[FEA] Add IO diagnostic output for GPU slowness in Profiler tool #1451

cindyyuanjiang · 2024-12-06T01:40:36Z

Contributes to #1374

Changes

Added an IO diagnostic view in Profiler output: io_diagnostic_metrics.csv
- Added class IOAccumDiagnosticMetrics to store selected IO related metric names and methods
- Added class IODiagnosticResult to represent each IO diagnostic result
- In core/src/main/scala/com/nvidia/spark/rapids/tool/analysis/AppSQLPlanAnalyzer.scala, cache results from generateSQLAccums and use them to compute IO diagnostic metrics in function generateIODiagnosticAccums
- Added IODiagnostics in class DiagnosticSummaryInfo
- Reorganized AccumProfileResults and SQLAccumProfileResults presentation for better readability

Testing

Added unit test "test IO diagnostic metrics" in core/src/test/scala/com/nvidia/spark/rapids/tool/profiling/AnalysisSuite.scala

Example Output

appIndex,appName,appId,sqlId,stageId,stageDurationMs,nodeId,nodeName,outputRowsMin,outputRowsMedian,outputRowsMax,outputRowsTotal,scanTimeMin,scanTimeMedian,scanTimeMax,scanTimeTotal,outputBatchesMin,outputBatchesMedian,outputBatchesMax,outputBatchesTotal,bufferTimeMin,bufferTimeMedian,bufferTimeMax,bufferTimeTotal,shuffleWriteTimeMin,shuffleWriteTimeMedian,shuffleWriteTimeMax,shuffleWriteTimeTotal,fetchWaitTimeMin,fetchWaitTimeMedian,fetchWaitTimeMax,fetchWaitTimeTotal,gpuDecodeTimeMin,gpuDecodeTimeMedian,gpuDecodeTimeMax,gpuDecodeTimeTotal
1,Spark shell,local-1622814619968,0,0,1743,16,"GpuColumnarExchange",1666666,1666667,1666667,10000000,0,0,0,0,200,200,200,1200,0,0,0,0,41434653,60830365,100858775,400284505,0,0,0,0,0,0,0,0
1,Spark shell,local-1622814619968,0,0,1743,21,"Scan",1666666,1666667,1666667,10000000,0,0,0,0,0,0,0,0,0,0,0,0,0,0,0,0,0,0,0,0,0,0,0,0
1,Spark shell,local-1622814619968,0,1,1631,8,"GpuColumnarExchange",1666666,1666667,1666667,10000000,0,0,0,0,200,200,200,1200,0,0,0,0,37444140,92128351,108992798,508750471,0,0,0,0,0,0,0,0
1,Spark shell,local-1622814619968,0,1,1631,13,"Scan",1666666,1666667,1666667,10000000,0,0,0,0,0,0,0,0,0,0,0,0,0,0,0,0,0,0,0,0,0,0,0,0
1,Spark shell,local-1622814619968,0,2,688,3,"GpuColumnarExchange",1,1,1,200,0,0,0,0,1,1,1,200,0,0,0,0,139875,230038,9747416,93193331,0,0,0,0,0,0,0,0

Follow-up Issue

#1454

Signed-off-by: cindyyuanjiang <[email protected]>

nartal1

Thanks @cindyyuanjiang ! Overall looks good. Were you able to test this PR with large eventlogs? Any impact on the runtime?

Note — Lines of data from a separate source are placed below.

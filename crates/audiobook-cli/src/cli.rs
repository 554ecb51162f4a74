use std::path::PathBuf;

use clap::{Parser, Subcommand};

#[derive(Parser, Debug)]
#[command(name = "audiobook", version)]
pub struct Args {
    #[command(subcommand)]
    pub cmd: Command,

    /// Use a specific output device by substring match
    #[arg(long, global = true)]
    pub device: Option<String>,

    /// Resampler input chunk size in frames (higher => more latency, lower => more overhead)
    #[arg(long, global = true, default_value_t = 1024)]
    pub chunk_frames: usize,

    /// Playback callback refill cap (frames). Larger reduces lock churn but can add latency.
    #[arg(long, global = true, default_value_t = 4096)]
    pub refill_max_frames: usize,

    /// Queue buffer target in seconds (per stage)
    #[arg(long, global = true, default_value_t = 2.0)]
    pub buffer_seconds: f32,

    /// Discard audio instead of opening an output device (real-time paced)
    #[arg(long, global = true)]
    pub null_output: bool,
}

#[derive(Subcommand, Debug)]
pub enum Command {
    /// Print tags, duration and chapters of a file
    Info {
        /// Path to audio file (M4B/M4A/MP3/FLAC/WAV)
        path: PathBuf,

        /// Print metadata as JSON
        #[arg(long)]
        json: bool,

        /// Write embedded cover art to this file
        #[arg(long)]
        cover: Option<PathBuf>,
    },

    /// Play a file with interactive controls on stdin
    Play {
        /// Path to audio file
        path: PathBuf,

        /// Start position (SS, MM:SS or HH:MM:SS)
        #[arg(long, value_parser = parse_time, conflicts_with = "chapter")]
        start: Option<u64>,

        /// Start at chapter N (1-based)
        #[arg(long, value_parser = clap::value_parser!(u64).range(1..))]
        chapter: Option<u64>,
    },

    /// List output devices
    Devices,
}

fn parse_time(raw: &str) -> Result<u64, String> {
    audiobook_types::parse_hms(raw)
        .ok_or_else(|| format!("invalid time '{raw}', expected SS, MM:SS or HH:MM:SS"))
}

core/src/main/scala/com/nvidia/spark/rapids/tool/analysis/AnalysisUtils.scala

nartal1 · 2024-12-09T18:08:09Z

core/src/main/scala/com/nvidia/spark/rapids/tool/analysis/AppSQLPlanAnalyzer.scala

+        val stageDiagnosticInfo = HashMap.empty[String, StatisticsMetrics]
+
+        sqlAccums.foreach { sqlAccum =>
+          val stageTaskIds = app.taskManager.getAllTasksStageAttempt(stageId).map(_.taskId).toSet


Nit: We can move this before sqlAccums.foreach. i.e we can cache stageTaskIds once per stage rather than inside the loop for each accumulator.

thanks @nartal1, updated this.

parthosa

Thanks @cindyyuanjiang. Made some minor comments.

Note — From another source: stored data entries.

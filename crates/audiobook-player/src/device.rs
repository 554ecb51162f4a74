//! Output device discovery and selection (CPAL).

use anyhow::{Context, Result, anyhow};
use cpal::traits::{DeviceTrait, HostTrait};

/// Output device summary for listings.
#[derive(Clone, Debug)]
pub struct DeviceInfo {
    pub name: String,
    pub min_rate: Option<u32>,
    pub max_rate: Option<u32>,
    pub is_default: bool,
}

/// Pick the first output device whose name contains `needle` (case-insensitive), or the
/// host default when `needle` is `None`.
pub fn pick_device(host: &cpal::Host, needle: Option<&str>) -> Result<cpal::Device> {
    if let Some(needle) = needle {
        let mut devices = host.output_devices().context("No output devices")?;
        return devices
            .find(|d| {
                d.description()
                    .map(|desc| matches_device_name(&desc.to_string(), needle))
                    .unwrap_or(false)
            })
            .ok_or_else(|| anyhow!("No output device matched: {needle}"));
    }

    host.default_output_device()
        .ok_or_else(|| anyhow!("No default output device"))
}

/// Choose an output config for `target_rate`.
///
/// Prefers the target rate when a range covers it, then the highest rate below it, then
/// the lowest above; ties go to the better sample format.
pub fn pick_output_config(
    device: &cpal::Device,
    target_rate: u32,
) -> Result<cpal::SupportedStreamConfig> {
    let mut best: Option<(Candidate, cpal::SupportedStreamConfig)> = None;
    for range in device
        .supported_output_configs()
        .context("query output configs")?
    {
        let rate = clamp_rate(range.min_sample_rate(), range.max_sample_rate(), target_rate);
        let candidate = Candidate {
            exact: rate == target_rate,
            below: rate <= target_rate,
            rate,
            format_rank: sample_format_rank(range.sample_format()),
        };
        if best.as_ref().is_none_or(|(b, _)| candidate.beats(b, target_rate)) {
            best = Some((candidate, range.with_sample_rate(rate)));
        }
    }
    best.map(|(_, cfg)| cfg)
        .ok_or_else(|| anyhow!("No supported output configs"))
}

/// Fixed buffer size capped at 16384 frames when the device advertises a range.
pub fn pick_buffer_size(config: &cpal::SupportedStreamConfig) -> Option<cpal::BufferSize> {
    const MAX_FRAMES: u32 = 16_384;
    match config.buffer_size() {
        cpal::SupportedBufferSize::Range { min, max } => {
            Some(cpal::BufferSize::Fixed((*max).min(MAX_FRAMES).max(*min)))
        }
        cpal::SupportedBufferSize::Unknown => None,
    }
}

/// Describe every output device on `host`.
pub fn list_devices(host: &cpal::Host) -> Result<Vec<DeviceInfo>> {
    let default_name = host
        .default_output_device()
        .and_then(|d| d.description().ok())
        .map(|d| d.to_string());

    let mut out = Vec::new();
    for d in host.output_devices().context("No output devices")? {
        let name = match d.description() {
            Ok(desc) => desc.to_string(),
            Err(e) => {
                tracing::debug!("skipping device without description: {e}");
                continue;
            }
        };
        let (mut min_rate, mut max_rate) = (None::<u32>, None::<u32>);
        if let Ok(ranges) = d.supported_output_configs() {
            for r in ranges {
                min_rate = Some(min_rate.map_or(r.min_sample_rate(), |m| m.min(r.min_sample_rate())));
                max_rate = Some(max_rate.map_or(r.max_sample_rate(), |m| m.max(r.max_sample_rate())));
            }
        }
        out.push(DeviceInfo {
            is_default: default_name.as_deref() == Some(name.as_str()),
            name,
            min_rate,
            max_rate,
        });
    }
    Ok(out)
}

#[derive(Clone, Copy, Debug)]
struct Candidate {
    exact: bool,
    below: bool,
    rate: u32,
    format_rank: u8,
}

impl Candidate {
    fn beats(&self, other: &Candidate, target: u32) -> bool {
        if self.exact != other.exact {
            return self.exact;
        }
        if self.below != other.below {
            return self.below;
        }
        if self.rate != other.rate {
            // Closest to the target on the same side.
            return self.rate.abs_diff(target) < other.rate.abs_diff(target);
        }
        self.format_rank < other.format_rank
    }
}

fn clamp_rate(min: u32, max: u32, target: u32) -> u32 {
    target.clamp(min, max.max(min))
}

fn sample_format_rank(format: cpal::SampleFormat) -> u8 {
    match format {
        cpal::SampleFormat::F32 => 0,
        cpal::SampleFormat::I32 => 1,
        cpal::SampleFormat::I16 => 2,
        cpal::SampleFormat::U16 => 3,
        _ => 10,
    }
}

fn matches_device_name(name: &str, needle: &str) -> bool {
    let needle = needle.trim();
    !needle.is_empty() && name.to_lowercase().contains(&needle.to_lowercase())
}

core/src/main/scala/com/nvidia/spark/rapids/tool/analysis/AppSQLPlanAnalyzer.scala

Signed-off-by: cindyyuanjiang <[email protected]>

parthosa · 2024-12-10T18:37:32Z

core/src/main/scala/com/nvidia/spark/rapids/tool/analysis/AppSQLPlanAnalyzer.scala

+            new AccumInfo(AccumMetaRef(0L, AccumNameRef("")))
+          )
+          // Compute the metric's statistics (min, median, max, sum) for the given stage
+          val accumInfoStatistics = getAccumInfoStatisticsInStage(accumInfo, stageTaskIds)

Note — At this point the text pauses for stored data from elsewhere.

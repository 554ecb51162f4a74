//! Rendering pipeline: consumes the PCM transport and renders it.
//!
//! A [`RenderBackend`] builds one [`RenderPipeline`] per playback session. The pipeline's
//! reader end attaches to the transport at build time, before the decoder starts, and
//! end-of-stream or runtime errors are reported asynchronously through [`RenderEvents`].

mod clock;
mod cpal_backend;
mod null;

use std::time::Duration;

use crossbeam_channel::Sender;

use crate::transport::Transport;

pub use clock::{Clock, ManualClock, RunningClock, SystemClock};
pub use cpal_backend::{CpalBackend, CpalOptions};
pub use null::NullBackend;

/// Layout of the PCM carried by the transport.
#[derive(Clone, Copy, Debug, PartialEq, Eq)]
pub struct PcmFormat {
    pub sample_rate: u32,
    pub channels: u16,
}

impl PcmFormat {
    /// Interleaved stereo signed 16-bit little-endian at `sample_rate`.
    pub fn stereo_s16(sample_rate: u32) -> Self {
        Self {
            sample_rate,
            channels: crate::transport::CHANNELS as u16,
        }
    }

    pub fn bytes_per_frame(&self) -> usize {
        usize::from(self.channels) * 2
    }

    pub fn bytes_per_second(&self) -> u64 {
        u64::from(self.sample_rate) * self.bytes_per_frame() as u64
    }
}

#[derive(Clone, Copy, Debug, PartialEq, Eq)]
pub enum RenderState {
    Playing,
    Paused,
    Stopped,
}

/// Asynchronous notification from a pipeline, tagged with the session that produced it.
#[derive(Clone, Debug, PartialEq, Eq)]
pub enum SessionEvent {
    EndOfStream { session: u64 },
    Error { session: u64, message: String },
}

impl SessionEvent {
    pub fn session(&self) -> u64 {
        match self {
            SessionEvent::EndOfStream { session } | SessionEvent::Error { session, .. } => *session,
        }
    }
}

/// Event sink handed to a pipeline at build time.
#[derive(Clone)]
pub struct RenderEvents {
    tx: Sender<SessionEvent>,
    session: u64,
}

impl RenderEvents {
    pub fn new(tx: Sender<SessionEvent>, session: u64) -> Self {
        Self { tx, session }
    }

    pub fn session(&self) -> u64 {
        self.session
    }

    pub fn end_of_stream(&self) {
        tracing::debug!(session = self.session, "pipeline end of stream");
        let _ = self.tx.send(SessionEvent::EndOfStream {
            session: self.session,
        });
    }

    pub fn error(&self, message: impl Into<String>) {
        let message = message.into();
        tracing::warn!(session = self.session, "pipeline error: {message}");
        let _ = self.tx.send(SessionEvent::Error {
            session: self.session,
            message,
        });
    }
}

/// One session's renderer.
pub trait RenderPipeline: Send {
    /// Move to `state`. Stopping releases the transport and the output; it is final.
    fn set_state(&mut self, state: RenderState) -> anyhow::Result<()>;

    fn state(&self) -> RenderState;

    /// Stream duration, when the decoder announced one.
    fn query_duration(&self) -> Option<Duration>;

    /// Current clock reading; `None` unless Playing.
    fn clock_now(&self) -> Option<Duration>;

    /// Clock reading at the most recent transition into Playing; `None` unless Playing.
    fn base_time(&self) -> Option<Duration>;

    /// Rate the pipeline renders the transport at.
    fn sample_rate(&self) -> u32;
}

/// Factory for rendering pipelines.
pub trait RenderBackend: Send + Sync {
    fn build(
        &self,
        transport: &Transport,
        format: PcmFormat,
        events: RenderEvents,
    ) -> anyhow::Result<Box<dyn RenderPipeline>>;
}

#[cfg(test)]
mod tests {
    use super::*;
    use crossbeam_channel::unbounded;

    #[test]
    fn pcm_format_byte_rates() {
        let fmt = PcmFormat::stereo_s16(22_050);
        assert_eq!(fmt.channels, 2);
        assert_eq!(fmt.bytes_per_frame(), 4);
        assert_eq!(fmt.bytes_per_second(), 88_200);
    }

    #[test]
    fn events_carry_session_id() {
        let (tx, rx) = unbounded();
        let events = RenderEvents::new(tx, 7);
        events.end_of_stream();
        events.error("boom");
        assert_eq!(rx.recv().unwrap(), SessionEvent::EndOfStream { session: 7 });
        let err = rx.recv().unwrap();
        assert_eq!(err.session(), 7);
        assert_eq!(
            err,
            SessionEvent::Error {
                session: 7,
                message: "boom".into()
            }
        );
    }
}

This block seems to be deconstructing the tuple returned from getAccumInfoStatisticsInStage() and creates an instance of StatisticsMetrics using the individual values (min, med, max, sum).

Can getAccumInfoStatisticsInStage() directly return an Option[StatisticsMetrics] ?

getAccumInfoStatisticsInStage is also used in generateStageLevelAccums. I didn't want to create an extra object in this function. WDYT?

A tuple (Long, Long, Long, Long) is also an object.

refactored this part, please see new changes.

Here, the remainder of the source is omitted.